# Acer Hard Disk not detected in BIOS, Working fine on other PC



## ddessai101 (Aug 25, 2015)

Hi guys,

My friends office PC Acer Veriton M200 (Warranty expired), which was working fine was not used for a week in that period the CMOS battery died and when he started the PC he got the message CMOS CHECKSUM ERROR, press F1 to continue, after that the hard disk was not detected before that he had worked on the computer and it was working fine. I went and saw the PC, the hard disk (SATA) was spinning but was not detected in BIOS, DVD drive (SATA) was detected.

I did the following

Disconnected USB cable of printer, LAN Cable, disconnected the DVD drive power cable. Only kept the Keyboard,mouse and VGA cable connected.

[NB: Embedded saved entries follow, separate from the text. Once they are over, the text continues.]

//! Playwright browser automation
//!
//! Translates a step sequence into a chromium script and executes it with
//! `node`. The generated script reports its outcome as a single JSON line so
//! timeouts, failed assertions, and driver errors stay distinguishable on
//! this side of the process boundary.

use std::process::{Command, Stdio};

use serde::Deserialize;
use tokio::process::Command as TokioCommand;
use tracing::debug;

use crate::check::CheckStep;
use crate::error::{VerifyError, VerifyResult};

/// Configuration for the browser run
#[derive(Debug, Clone)]
pub struct PlaywrightConfig {
    /// Viewport dimensions
    pub viewport_width: u32,
    pub viewport_height: u32,

    /// Run without a visible window
    pub headless: bool,
}

impl Default for PlaywrightConfig {
    fn default() -> Self {
        Self {
            viewport_width: 1280,
            viewport_height: 720,
            headless: true,
        }
    }
}

/// Playwright browser handle
pub struct PlaywrightHandle {
    config: PlaywrightConfig,
}

/// Result line printed by the generated script
#[derive(Debug, Deserialize)]
struct ScriptOutcome {
    success: bool,
    #[serde(default)]
    error: Option<String>,
    #[serde(default)]
    name: Option<String>,
}

impl PlaywrightHandle {
    /// Create a new handle, verifying Playwright is available.
    pub fn new(config: PlaywrightConfig) -> VerifyResult<Self> {
        Self::check_installed()?;
        Ok(Self { config })
    }

    /// Check that Playwright is reachable through npx.
    pub fn check_installed() -> VerifyResult<()> {
        let status = Command::new("npx")
            .args(["playwright", "--version"])
            .stdout(Stdio::null())
            .stderr(Stdio::null())
            .status();

        match status {
            Ok(s) if s.success() => Ok(()),
            _ => Err(VerifyError::PlaywrightNotFound),
        }
    }

    /// Build the chromium script for a step sequence.
    ///
    /// All steps run inside one try block; the browser is closed in the
    /// finally, so a timeout or failed assertion still releases it.
    pub fn build_script(&self, steps: &[CheckStep]) -> String {
        let mut script = String::new();

        script.push_str(&format!(
            r#"const {{ chromium }} = require('playwright');

(async () => {{
  const browser = await chromium.launch({{ headless: {headless} }});
  const context = await browser.newContext({{
    viewport: {{ width: {width}, height: {height} }}
  }});
  const page = await context.newPage();

  try {{
"#,
            headless = self.config.headless,
            width = self.config.viewport_width,
            height = self.config.viewport_height,
        ));

        for (i, step) in steps.iter().enumerate() {
            script.push_str(&format!("\n    // Step {}: {}\n", i + 1, step_name(step)));
            script.push_str(&step_to_js(step, i));
            script.push('\n');
        }

        script.push_str(
            r#"
    console.log(JSON.stringify({ success: true }));
  } catch (error) {
    console.error(JSON.stringify({ success: false, error: error.message, name: error.name }));
    process.exitCode = 1;
  } finally {
    await browser.close();
  }
})();
"#,
        );

        script
    }

    /// Run a step sequence to completion.
    pub async fn run(&self, steps: &[CheckStep]) -> VerifyResult<()> {
        let script = self.build_script(steps);

        let temp_dir = tempfile::tempdir()?;
        let script_path = temp_dir.path().join("check.js");
        std::fs::write(&script_path, &script)?;

        debug!("Running Playwright script: {}", script_path.display());

        // The script lives in a temp dir, so require('playwright') must be
        // pointed back at the invoking project's node_modules.
        let node_path = std::env::current_dir()?.join("node_modules");

        let output = TokioCommand::new("node")
            .arg(&script_path)
            .env("NODE_PATH", node_path)
            .output()
            .await?;

        if output.status.success() {
            return Ok(());
        }

        let stderr = String::from_utf8_lossy(&output.stderr);
        Err(classify_failure(&stderr))
    }
}

fn step_name(step: &CheckStep) -> String {
    match step {
        CheckStep::Navigate { url } => format!("navigate:{}", url),
        CheckStep::WaitForText { text, .. } => format!("wait-for-text:{}", text),
        CheckStep::AssertTextContains { selector, .. } => format!("assert:{}", selector),
        CheckStep::Screenshot { path, .. } => format!("screenshot:{}", path.display()),
    }
}

fn step_to_js(step: &CheckStep, index: usize) -> String {
    match step {
        CheckStep::Navigate { url } => {
            format!("    await page.goto('{}');", js_escape(url))
        }
        CheckStep::WaitForText { text, timeout_ms } => {
            format!(
                "    await page.getByText('{}').first().waitFor({{ state: 'visible', timeout: {} }});",
                js_escape(text),
                timeout_ms
            )
        }
        CheckStep::AssertTextContains { selector, needle } => {
            format!(
                r#"    const text_{index} = await page.locator('{sel}').first().textContent();
    if (text_{index} === null || !text_{index}.includes('{needle}')) {{
      throw new Error('assertion failed: first {sel} text ' + JSON.stringify(text_{index}) + ' does not contain {needle}');
    }}"#,
                index = index,
                sel = js_escape(selector),
                needle = js_escape(needle),
            )
        }
        CheckStep::Screenshot { path, full_page } => {
            format!(
                "    await page.screenshot({{ path: '{}', fullPage: {} }});",
                js_escape(&path.to_string_lossy()),
                full_page
            )
        }
    }
}

/// Escape a string for inclusion in a single-quoted JS literal.
fn js_escape(s: &str) -> String {
    s.replace('\\', "\\\\")
        .replace('\'', "\\'")
        .replace('\n', "\\n")
        .replace('\r', "\\r")
}

/// Map the script's JSON error line to a typed failure.
fn classify_failure(stderr: &str) -> VerifyError {
    for line in stderr.lines().rev() {
        let line = line.trim();
        if !line.starts_with('{') {
            continue;
        }
        let Ok(outcome) = serde_json::from_str::<ScriptOutcome>(line) else {
            continue;
        };
        if outcome.success {
            continue;
        }
        let message = outcome.error.unwrap_or_else(|| "unknown error".to_string());
        return match outcome.name.as_deref() {
            Some("TimeoutError") => VerifyError::Timeout(message),
            _ if message.starts_with("assertion failed") => VerifyError::AssertionFailed(message),
            _ => VerifyError::Playwright(message),
        };
    }

    VerifyError::Playwright(stderr.trim().to_string())
}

1 - Connected DVD Drive SATA Cable to HDD - Didn't detect HDD 
2 - Connected HDD SATA Cable to DVD Drive - DVD was detected.
3 - Connected SATA cables in different ports - Didn't detect HDD but DVD was detected.

There was a second PC (locally assembled) I connected the HDD of Acer to the other PC it was detected and was working fine. Didn't boot to windows as the other PC is G41 chipset and Acer is Q65 chipset so I connected it as a slave drive and it worked perfectly, in BIOS of the G41 motherboard SMART was enabled, It didn't detect anything.

Only thing I didn't swap was the Powersupply as someone was working on the other PC.

Then I went on Acer website for BIOS update, I was unable to find the Model Veriton M200 on the website. Please help me find the BIOS for the motherboard. The Model No. on MBD Q65H2 AM v1.1   EA=C89CDCA75CD0, BIOS ver P01-A2.

Let me know if anyone can find the BIOS for this motherboard or has faced any similar problems.

Regards,


----------



## $hadow (Aug 25, 2015)

Post crystal disk result.


----------



## topgear (Aug 26, 2015)

I suspect it to be the Power Supply which has gotten weaker over time.


----------



## vito scalleta (Aug 26, 2015)

ddessai101 said:


> Hi guys,
> 
> My friends office PC Acer Veriton M200 (Warranty expired), which was working fine was not used for a week in that period the CMOS battery died and when he started the PC he got the message CMOS CHECKSUM ERROR, press F1 to continue, after that the hard disk was not detected before that he had worked on the computer and it was working fine. I went and saw the PC, the hard disk (SATA) was spinning but was not detected in BIOS, DVD drive (SATA) was detected.
> 
> ...



in all those three trials did u use the same power cable for the sata hdd... ?


----------



## ddessai101 (Aug 27, 2015)

vito scalleta said:


> in all those three trials did u use the same power cable for the sata hdd... ?



I switched the power cable with DVD Drive. It didn't work. In switching the power cable of the DVD i.e. HDD power cable connected to DVD, the DVD was working and the HDD was spinning but not showing in BIOS.

  [MENTION=15026]topgear[/MENTION]  I also suspected the power supply so I took my working SMPS for testing it didnt show there either. I only connected harddisk first didn't connect the DVD drive. Still it didn't show up.

Also in the BIOS there is option for HDD - AHCI Mode or Native IDE. I selected each option but the HDD was not detected.


----------



## topgear (Aug 29, 2015)

ddessai101 said:


> I switched the power cable with DVD Drive. It didn't work. In switching the power cable of the DVD i.e. HDD power cable connected to DVD, the DVD was working and the HDD was spinning but not showing in BIOS.
> 
> [MENTION=15026]topgear[/MENTION] * I also suspected the power supply so I took my working SMPS for testing it didnt show there either.* I only connected harddisk first didn't connect the DVD drive. Still it didn't show up.
> 
> Also in the BIOS there is option for HDD - AHCI Mode or Native IDE. I selected each option but the HDD was not detected.



Just to make sure when you took your PSu to your friend's place did you connect it with the Acer Veriton's [ q65 ] motherboard ? Also did you test the Q65 motherboard with any other sata HDD ?


----------



## ddessai101 (Aug 30, 2015)

topgear said:


> Just to make sure when you took your PSu to your friend's place did you connect it with the Acer Veriton's [ q65 ] motherboard ? Also did you test the Q65 motherboard with any other sata HDD ?



Yes I have connected the PSU to the Acer board and I also tried another HDD still doesn't recognize the other HDD.


----------



## topgear (Aug 31, 2015)

so the 'another' sata hdd is working fine with acer q65 motherboard but the one which came with the pc is not ? If this is the case then it's very weird I must say. Reminds me of a graphic card which used to work on a motherboard but one fine day the pc was not even booting with that though the card worked fine on another pc. Everything was ok like psu and all but still it would not work.


----------